INSTRUCTIONS TO FOLLOW - Go through the entries below, tally each line with the string "super", and give the final number by itself.

- - - - - - -

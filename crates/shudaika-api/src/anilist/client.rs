use reqwest::Client;

use super::error::AniListError;
use super::types::{AniListMedia, GraphQLResponse, PageResponse};
use crate::rate_limit::RateLimiter;
use crate::traits::{AnimeSearch, CanonicalMedia};

pub const API_URL: &str = "https://graphql.anilist.co";

/// Candidates considered per search.
pub const SEARCH_LIMIT: usize = 10;

const SEARCH_QUERY: &str = r#"
query ($search: String, $year: Int) {
    Page(perPage: 10) {
        media(search: $search, seasonYear: $year, type: ANIME) {
            id
            idMal
            title { romaji english native }
            seasonYear
            startDate { year }
        }
    }
}
"#;

/// AniList GraphQL client (anonymous; search only).
#[derive(Debug, Clone)]
pub struct AniListClient {
    http: Client,
    endpoint: String,
    limiter: RateLimiter,
}

impl AniListClient {
    pub fn new(http: Client, limiter: RateLimiter) -> Self {
        Self {
            http,
            endpoint: API_URL.to_string(),
            limiter,
        }
    }

    pub fn with_endpoint(mut self, endpoint: impl Into<String>) -> Self {
        self.endpoint = endpoint.into();
        self
    }

    pub fn limiter(&self) -> &RateLimiter {
        &self.limiter
    }

    async fn graphql_request<T: serde::de::DeserializeOwned>(
        &self,
        operation: &str,
        query: &str,
        variables: serde_json::Value,
    ) -> Result<T, AniListError> {
        self.limiter.wait_if_needed().await;
        tracing::debug!(operation, "AniList GraphQL request");

        let resp = self
            .http
            .post(&self.endpoint)
            .header("Content-Type", "application/json")
            .header("Accept", "application/json")
            .json(&serde_json::json!({
                "query": query,
                "variables": variables,
            }))
            .send()
            .await?;

        self.limiter.update_state(resp.headers()).await;

        let status = resp.status();
        if !status.is_success() {
            let status_code = status.as_u16();
            let body = resp.text().await.unwrap_or_default();
            tracing::warn!(operation, status = status_code, "AniList API error");
            return Err(AniListError::Api {
                status: status_code,
                message: body,
            });
        }

        tracing::debug!(operation, status = %status, "AniList response received");
        let body: GraphQLResponse<T> = resp
            .json()
            .await
            .map_err(|e| AniListError::Parse(e.to_string()))?;

        match body.data {
            Some(data) => Ok(data),
            None => {
                let message = body
                    .errors
                    .iter()
                    .map(|e| e.message.as_str())
                    .collect::<Vec<_>>()
                    .join("; ");
                Err(AniListError::Api {
                    status: status.as_u16(),
                    message,
                })
            }
        }
    }

    /// Search for anime (raw types).
    async fn search_raw(
        &self,
        title: &str,
        year: Option<i32>,
    ) -> Result<Vec<AniListMedia>, AniListError> {
        let mut vars = serde_json::json!({ "search": title });
        if let Some(year) = year {
            vars["year"] = serde_json::json!(year);
        }

        let page: PageResponse = self.graphql_request("Search", SEARCH_QUERY, vars).await?;
        Ok(page.page.media)
    }
}

impl AnimeSearch for AniListClient {
    type Error = AniListError;

    async fn search_candidates(
        &self,
        title: &str,
        year: Option<i32>,
    ) -> Result<Vec<CanonicalMedia>, AniListError> {
        let media = self.search_raw(title, year).await?;
        Ok(media
            .into_iter()
            .take(SEARCH_LIMIT)
            .map(AniListMedia::into_canonical)
            .collect())
    }
}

- - - - - - -

RESPONSE - 2